How are you? This fragment piece of memory in the back of your mind,misses you a lot. Have you ever thought me,with nostalgic feelings arising at night? Is missing you a habit? I wondered sometimes. With new people replacing old ones in your life,have the old you died off? You know,even though the magic's long gone,bits and bits of me still go back to it sometimes. I can't help it. I know my blog posts always hadn't got much details,except for him and him and him.

My life has been stagnant for the past few days. Quit my job because being busy for the 1/2 of the day doesn't prevents me from missing you.Actually it does,more or less. Missing sounds so overrated. I would say,digging up the tainted memories,reminiscing the old times which everyone has long forgotten.

You know,sometimes I wished I could give myself a brand new identity,go to some very very place where no one knows me.I no longer feel happy when I hang out with friends.I no longer have that vooom booom kaboom feeling inside like I want to do this,I want to do that.
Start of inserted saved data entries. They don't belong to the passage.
use std::sync::OnceLock;
use std::sync::atomic::{AtomicUsize, Ordering};

use dashmap::DashMap;
use log::debug;

use super::{Currency, IsoCurrency};

/// Process-lifetime intern table for currencies
///
/// ISO and non-ISO codes live in disjoint maps. Inserts go through the
/// map's entry API, so concurrent first lookups of one code construct a
/// single instance and every caller receives that instance. Entries are
/// never evicted.
pub struct CurrencyCache {
    iso: DashMap<String, Currency>,
    other: DashMap<String, Currency>,
    constructions: AtomicUsize,
}

impl CurrencyCache {
    pub fn new() -> Self {
        Self {
            iso: DashMap::new(),
            other: DashMap::new(),
            constructions: AtomicUsize::new(0),
        }
    }

    /// The cache behind `Currency::get_instance`
    pub fn global() -> &'static CurrencyCache {
        static CACHE: OnceLock<CurrencyCache> = OnceLock::new();
        CACHE.get_or_init(CurrencyCache::new)
    }

    /// Resolve a code to its interned currency, creating it on first use
    pub fn get_instance(&self, code: &str) -> Currency {
        if let Some(existing) = self.other.get(code) {
            return existing.value().clone();
        }

        match IsoCurrency::find(code) {
            Some(iso) => {
                if let Some(existing) = self.iso.get(code) {
                    return existing.value().clone();
                }
                self.intern(&self.iso, code, Some(iso))
            }
            None => self.intern(&self.other, code, None),
        }
    }

    fn intern(
        &self,
        map: &DashMap<String, Currency>,
        code: &str,
        iso: Option<&'static IsoCurrency>,
    ) -> Currency {
        map.entry(code.to_string())
            .or_insert_with(|| {
                self.constructions.fetch_add(1, Ordering::Relaxed);
                debug!(
                    "Interned {} currency {:?}",
                    if iso.is_some() { "ISO" } else { "non-ISO" },
                    code
                );
                Currency::new(code, iso)
            })
            .value()
            .clone()
    }

    /// Number of currency instances this cache has constructed
    pub fn constructions(&self) -> usize {
        self.constructions.load(Ordering::Relaxed)
    }

    /// Number of interned currencies
    pub fn len(&self) -> usize {
        self.iso.len() + self.other.len()
    }

    pub fn is_empty(&self) -> bool {
        self.len() == 0
    }

    /// True if `code` has already been interned
    pub fn contains(&self, code: &str) -> bool {
        self.iso.contains_key(code) || self.other.contains_key(code)
    }
}

impl Default for CurrencyCache {
    fn default() -> Self {
        Self::new()
    }
}

#[cfg(test)]
mod tests {
    use super::*;
    use std::thread;

    #[test]
    fn test_same_code_same_instance() {
        let cache = CurrencyCache::new();
        let a = cache.get_instance("EUR");
        let b = cache.get_instance("EUR");

        assert!(Currency::ptr_eq(&a, &b));
        assert_eq!(cache.constructions(), 1);
    }

    #[test]
    fn test_iso_and_non_iso_partition() {
        let cache = CurrencyCache::new();
        cache.get_instance("USD");
        cache.get_instance("BTC");
        cache.get_instance("BTC");

        assert_eq!(cache.iso.len(), 1);
        assert_eq!(cache.other.len(), 1);
        assert_eq!(cache.len(), 2);
        assert!(cache.contains("BTC"));
        assert!(!cache.contains("GBP"));
    }

    #[test]
    fn test_separate_caches_are_independent() {
        let first = CurrencyCache::new();
        let second = CurrencyCache::new();
        let a = first.get_instance("JPY");
        let b = second.get_instance("JPY");

        assert_eq!(a, b);
        assert!(!Currency::ptr_eq(&a, &b));
    }

    #[test]
    fn test_concurrent_first_lookup_constructs_once() {
        let cache = CurrencyCache::new();

        let results: Vec<Currency> = thread::scope(|s| {
            let handles: Vec<_> = (0..16)
                .map(|_| s.spawn(|| cache.get_instance("EUR")))
                .collect();
            handles.into_iter().map(|h| h.join().unwrap()).collect()
        });

        assert_eq!(results.len(), 16);
        assert!(results.iter().all(|c| Currency::ptr_eq(c, &results[0])));
        assert_eq!(cache.constructions(), 1);
    }
}
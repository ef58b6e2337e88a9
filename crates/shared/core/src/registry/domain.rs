use super::Registry;
use crate::values::Measure;

/// Description of a bounded domain of named small values
///
/// A domain fixes the inclusive measure bounds, the named constants (in
/// registration order, which decides ambiguous prefix lookups) and how
/// values without a label are named.
pub trait ValueDomain: Sized + 'static {
    /// Domain name used in errors and debug output (e.g. "PriceRange")
    const NAME: &'static str;

    /// Smallest valid measure
    const MIN: Measure;

    /// Largest valid measure
    const MAX: Measure;

    /// Unit suffix of synthesized names (e.g. "PIPS" gives "7_PIPS")
    const UNIT: &'static str;

    /// Named constants as (measure, label), earliest registered first
    const NAMED: &'static [(Measure, &'static str)];

    /// Multipliers tried against the leading numeric segment of a partial
    /// token such as "12_p". Empty disables that lookup step.
    const PREFIX_MULTIPLIERS: &'static [Measure] = &[];

    /// The process-wide registry for this domain
    fn registry() -> &'static Registry<Self>;

    /// Name of a measure that has no registered label
    fn synthesized_name(measure: Measure) -> String {
        format!("{}_{}", measure, Self::UNIT)
    }

    /// Label of the named constant registered for `measure`, if any
    fn label(measure: Measure) -> Option<&'static str> {
        Self::NAMED
            .iter()
            .find(|(m, _)| *m == measure)
            .map(|(_, label)| *label)
    }

    /// Whether `measure` lies inside `[MIN, MAX]`
    fn contains(measure: Measure) -> bool {
        (Self::MIN..=Self::MAX).contains(&measure)
    }
}
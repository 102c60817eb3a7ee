//! デバッガ用バッチスクリプトの生成
//!
//! トレース要求から、リプレイエンジンの標準入力に流し込むコマンド列を組み立てます。
//! スクリプトは次の順に構成されます。
//!
//! 1. 非対話実行のための環境設定（ページング無効、高さ無制限）
//! 2. `run` でクラッシュ地点まで実行
//! 3. 通常のクラッシュなら `reverse-next N` で巻き戻し、
//!    サニタイザーのクラッシュならバックトレースと手動操作の案内
//! 4. アセンブリ表示なら `set disassemble-next-line on`
//! 5. 前進トレースの開始マーカーと、N個のステップブロック

use crate::command::DebuggerCommand;
use crate::request::{FaultMode, OutputMode, TraceRequest};

/// 前進トレース開始のマーカー
pub const TRACE_MARKER: &str = "\n=== Execution trace (step forward to crash) ===\n";

/// サニタイザーモードでの手動操作の案内
///
/// サニタイザーのランタイムのフレームとアプリケーションのフレームの境界は
/// 固定の規則では決まらないため、自動では移動しない。
pub const ASAN_NAVIGATION_MARKER: &str =
    "\n=== Navigate up to last app frame before ASAN runtime ===\n";

/// ステップブロックの見出し
pub fn step_marker(index: u32) -> String {
    format!("\n--- Step {} ---\n", index)
}

/// デバッガに送るコマンド列
#[derive(Debug, Clone, PartialEq, Eq)]
pub struct CommandScript {
    commands: Vec<DebuggerCommand>,
    step_blocks: u32,
}

impl CommandScript {
    /// トレース要求からスクリプトを組み立てる
    pub fn build(request: &TraceRequest) -> Self {
        let steps = request.steps();
        let per_block = 5;
        let mut commands = Vec::with_capacity(8 + steps as usize * per_block);

        commands.push(DebuggerCommand::SetPagination(false));
        commands.push(DebuggerCommand::SetHeight(0));
        commands.push(DebuggerCommand::Run);

        match request.fault() {
            FaultMode::Plain => {
                commands.push(DebuggerCommand::ReverseNext(steps));
            }
            FaultMode::Sanitizer => {
                commands.push(DebuggerCommand::Backtrace);
                commands.push(DebuggerCommand::echo(ASAN_NAVIGATION_MARKER));
                commands.push(DebuggerCommand::Frame);
            }
        }

        if request.output() == OutputMode::Assembly {
            commands.push(DebuggerCommand::SetDisassembleNextLine(true));
        }

        commands.push(DebuggerCommand::echo(TRACE_MARKER));

        for index in 1..=steps {
            commands.push(DebuggerCommand::echo(step_marker(index)));
            commands.push(DebuggerCommand::Frame);
            match request.output() {
                OutputMode::Source => commands.extend([
                    DebuggerCommand::List,
                    DebuggerCommand::InfoLocals,
                    DebuggerCommand::Next,
                ]),
                OutputMode::Assembly => commands.extend([
                    DebuggerCommand::Disassemble,
                    DebuggerCommand::InfoRegisters,
                    DebuggerCommand::NextInstruction,
                ]),
            }
        }

        Self {
            commands,
            step_blocks: steps,
        }
    }

    /// コマンド列を取得する
    pub fn commands(&self) -> &[DebuggerCommand] {
        &self.commands
    }

    /// 前進トレースのステップブロック数
    pub fn step_blocks(&self) -> u32 {
        self.step_blocks
    }

    pub fn len(&self) -> usize {
        self.commands.len()
    }

    pub fn is_empty(&self) -> bool {
        self.commands.is_empty()
    }

    /// 改行区切りのバッチスクリプトにする
    pub fn render(&self) -> String {
        self.commands
            .iter()
            .map(|cmd| cmd.to_string())
            .collect::<Vec<_>>()
            .join("\n")
    }
}

#[cfg(test)]
mod tests {
    use super::*;

    fn request(steps: u32, output: OutputMode, fault: FaultMode) -> TraceRequest {
        TraceRequest::new(steps)
            .unwrap()
            .with_output(output)
            .with_fault(fault)
    }

    fn count(script: &CommandScript, cmd: &DebuggerCommand) -> usize {
        script.commands().iter().filter(|c| *c == cmd).count()
    }

    /// 前進トレース部分（マーカー以降）を返す
    fn trace_section(script: &CommandScript) -> &[DebuggerCommand] {
        let marker = DebuggerCommand::echo(TRACE_MARKER);
        let pos = script
            .commands()
            .iter()
            .position(|c| *c == marker)
            .expect("trace marker missing");
        &script.commands()[pos + 1..]
    }

    #[test]
    fn test_plain_source_three_steps() {
        let script = CommandScript::build(&request(3, OutputMode::Source, FaultMode::Plain));

        let expected = "set pagination off\n\
                        set height 0\n\
                        run\n\
                        reverse-next 3\n\
                        echo \\n=== Execution trace (step forward to crash) ===\\n\n\
                        echo \\n--- Step 1 ---\\n\nframe\nlist\ninfo locals\nnext\n\
                        echo \\n--- Step 2 ---\\n\nframe\nlist\ninfo locals\nnext\n\
                        echo \\n--- Step 3 ---\\n\nframe\nlist\ninfo locals\nnext";
        assert_eq!(script.render(), expected);
        assert_eq!(script.step_blocks(), 3);
    }

    #[test]
    fn test_step_blocks_are_numbered() {
        for output in [OutputMode::Source, OutputMode::Assembly] {
            for fault in [FaultMode::Plain, FaultMode::Sanitizer] {
                for steps in [1, 2, 7, 100] {
                    let script = CommandScript::build(&request(steps, output, fault));
                    let section = trace_section(&script);
                    assert_eq!(section.len(), steps as usize * 5);

                    for (i, block) in section.chunks(5).enumerate() {
                        assert_eq!(block[0], DebuggerCommand::echo(step_marker(i as u32 + 1)));
                        assert_eq!(block[1], DebuggerCommand::Frame);
                        assert!(block[4].is_step());
                    }
                }
            }
        }
    }

    #[test]
    fn test_plain_has_single_reverse_step() {
        let script = CommandScript::build(&request(42, OutputMode::Source, FaultMode::Plain));
        let reverse: Vec<_> = script.commands().iter().filter(|c| c.is_reverse()).collect();
        assert_eq!(reverse, vec![&DebuggerCommand::ReverseNext(42)]);
        assert_eq!(count(&script, &DebuggerCommand::Backtrace), 0);
    }

    #[test]
    fn test_sanitizer_never_reverses() {
        let script = CommandScript::build(&request(10, OutputMode::Assembly, FaultMode::Sanitizer));
        assert!(!script.commands().iter().any(|c| c.is_reverse()));
        assert_eq!(count(&script, &DebuggerCommand::Backtrace), 1);
        assert_eq!(count(&script, &DebuggerCommand::echo(ASAN_NAVIGATION_MARKER)), 1);

        let rendered = script.render();
        assert!(rendered.contains("=== Navigate up to last app frame before ASAN runtime ==="));
        assert!(!rendered.contains("reverse-"));
    }

    #[test]
    fn test_assembly_enables_disassembly_once() {
        let script = CommandScript::build(&request(4, OutputMode::Assembly, FaultMode::Plain));
        let toggle = DebuggerCommand::SetDisassembleNextLine(true);
        assert_eq!(count(&script, &toggle), 1);

        let toggle_pos = script.commands().iter().position(|c| *c == toggle).unwrap();
        let marker_pos = script
            .commands()
            .iter()
            .position(|c| *c == DebuggerCommand::echo(TRACE_MARKER))
            .unwrap();
        assert!(toggle_pos < marker_pos);

        for block in trace_section(&script).chunks(5) {
            assert_eq!(
                &block[2..],
                &[
                    DebuggerCommand::Disassemble,
                    DebuggerCommand::InfoRegisters,
                    DebuggerCommand::NextInstruction,
                ]
            );
        }
        assert_eq!(count(&script, &DebuggerCommand::Next), 0);
    }

    #[test]
    fn test_source_has_no_disassembly_toggle() {
        let script = CommandScript::build(&request(4, OutputMode::Source, FaultMode::Sanitizer));
        assert_eq!(count(&script, &DebuggerCommand::SetDisassembleNextLine(true)), 0);
        for block in trace_section(&script).chunks(5) {
            assert_eq!(
                &block[2..],
                &[DebuggerCommand::List, DebuggerCommand::InfoLocals, DebuggerCommand::Next]
            );
        }
    }

    #[test]
    fn test_rendered_lines_parse_back() {
        let script = CommandScript::build(&request(2, OutputMode::Assembly, FaultMode::Sanitizer));
        let parsed: Vec<_> = script
            .render()
            .lines()
            .map(|line| DebuggerCommand::parse(line).expect("unparseable line"))
            .collect();
        assert_eq!(parsed, script.commands());
    }
}
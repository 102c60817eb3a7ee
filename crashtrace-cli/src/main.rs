//! crashtrace CLI - コマンドラインインターフェース
//!
//! rr の記録を再生してクラッシュ地点を探し、その直前に実行された
//! ソース行または命令のトレースを表示します。

use anyhow::Result;
use clap::{ArgAction, Parser, ValueEnum};
use crashtrace_core::{FaultMode, Orchestrator, OutputMode, SubprocessRunner, TraceRequest};
use std::path::PathBuf;
use std::time::Duration;
use tracing::debug;
use tracing_subscriber::EnvFilter;

/// crashtrace - Extract the execution trace leading up to a crash from an rr recording
#[derive(Debug, Parser)]
#[command(name = "crashtrace")]
#[command(version)]
#[command(about = "Extract execution trace before crash from rr recording", long_about = None)]
struct Cli {
    /// Path to rr trace directory (default: latest recording)
    trace_dir: Option<PathBuf>,

    /// Number of steps to trace
    #[arg(short = 'n', long, default_value_t = crashtrace_core::DEFAULT_STEPS,
          value_parser = clap::value_parser!(u32).range(1..))]
    steps: u32,

    /// Output format
    #[arg(short, long, value_enum, default_value_t = Format::Source)]
    format: Format,

    /// Handle ASAN crash (requires manual frame navigation)
    #[arg(long)]
    asan: bool,

    /// rr executable to run
    #[arg(long, env = "CRASHTRACE_RR", default_value = crashtrace_replay::DEFAULT_PROGRAM)]
    rr: PathBuf,

    /// Seconds to wait for the replay before giving up
    #[arg(long, default_value_t = crashtrace_replay::DEFAULT_TIMEOUT.as_secs(),
          value_parser = clap::value_parser!(u64).range(1..))]
    timeout: u64,

    /// Print the rr command and the gdb batch script instead of running them
    #[arg(long)]
    print_script: bool,

    /// Increase log verbosity (-v: info, -vv: debug)
    #[arg(short, long, action = ArgAction::Count)]
    verbose: u8,
}

/// 出力形式
#[derive(Debug, Clone, Copy, PartialEq, Eq, ValueEnum)]
enum Format {
    /// Source lines with locals
    Source,
    /// Instructions with registers
    Assembly,
}

impl From<Format> for OutputMode {
    fn from(format: Format) -> Self {
        match format {
            Format::Source => OutputMode::Source,
            Format::Assembly => OutputMode::Assembly,
        }
    }
}

impl Cli {
    /// 引数からトレース要求を組み立てる
    fn request(&self) -> Result<TraceRequest> {
        let fault = if self.asan {
            FaultMode::Sanitizer
        } else {
            FaultMode::Plain
        };

        Ok(TraceRequest::new(self.steps)?
            .with_trace_dir(self.trace_dir.clone())
            .with_output(self.format.into())
            .with_fault(fault))
    }
}

/// ログ出力を初期化する
///
/// デバッガの出力を標準出力に流すので、ログは標準エラー出力に書き出す。
fn init_logging(verbose: u8) {
    let default_level = match verbose {
        0 => "warn",
        1 => "info",
        _ => "debug",
    };
    let filter = EnvFilter::try_from_default_env()
        .unwrap_or_else(|_| EnvFilter::new(default_level));

    let _ = tracing_subscriber::fmt()
        .with_env_filter(filter)
        .with_writer(std::io::stderr)
        .with_target(false)
        .try_init();
}

fn main() -> Result<()> {
    let cli = Cli::parse();
    init_logging(cli.verbose);

    let request = cli.request()?;
    debug!(?request, rr = %cli.rr.display(), timeout = cli.timeout, "parsed arguments");
    let runner = SubprocessRunner::new(Duration::from_secs(cli.timeout));
    let orchestrator = Orchestrator::new(runner).with_program(&cli.rr);

    let stdout = std::io::stdout();
    let mut out = stdout.lock();

    if cli.print_script {
        orchestrator.dry_run(&request, &mut out)?;
        return Ok(());
    }

    let stderr = std::io::stderr();
    let mut err = stderr.lock();
    let outcome = orchestrator.run(&request, &mut out, &mut err)?;

    std::process::exit(outcome.exit_code());
}

#[cfg(test)]
mod tests {
    use super::*;
    use clap::CommandFactory;

    #[test]
    fn test_cli_definition() {
        Cli::command().debug_assert();
    }

    #[test]
    fn test_defaults() {
        let cli = Cli::try_parse_from(["crashtrace"]).unwrap();
        let req = cli.request().unwrap();
        assert_eq!(req.steps(), 100);
        assert_eq!(req.output(), OutputMode::Source);
        assert_eq!(req.fault(), FaultMode::Plain);
        assert!(req.trace_dir().is_none());
        assert_eq!(cli.timeout, 60);
    }

    #[test]
    fn test_all_options() {
        let cli = Cli::try_parse_from([
            "crashtrace", "-n", "25", "-f", "assembly", "--asan", "/tmp/rr/app-0",
        ])
        .unwrap();
        let req = cli.request().unwrap();
        assert_eq!(req.steps(), 25);
        assert_eq!(req.output(), OutputMode::Assembly);
        assert_eq!(req.fault(), FaultMode::Sanitizer);
        assert_eq!(req.trace_dir(), Some(std::path::Path::new("/tmp/rr/app-0")));
    }

    #[test]
    fn test_zero_steps_rejected() {
        assert!(Cli::try_parse_from(["crashtrace", "-n", "0"]).is_err());
        assert!(Cli::try_parse_from(["crashtrace", "--steps", "-5"]).is_err());
    }

    #[test]
    fn test_unknown_format_rejected() {
        assert!(Cli::try_parse_from(["crashtrace", "--format", "intel"]).is_err());
    }
}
I don't even find things funny.

When you had a routine,a goal. You got tired of it but because everyone's chasing the same ball,you chased for the sake of it without really knowing where to score.And then you tried,you persevere,but you lost. ''Nah,it's okay. There's still a next chance.'' How do you carry on,fight even harder when you lost something you supposingly put so much work into,so much mental strength?

You just feel lost and don't want to continue. You know?

Friend,I'm so tired at times. I've been tired for years. And you freaking promised to be there to listen but you didn't.I always believe you would. You didn't. You left. Why. Am I too melodramatic for you. Am I such a tragedy to behold?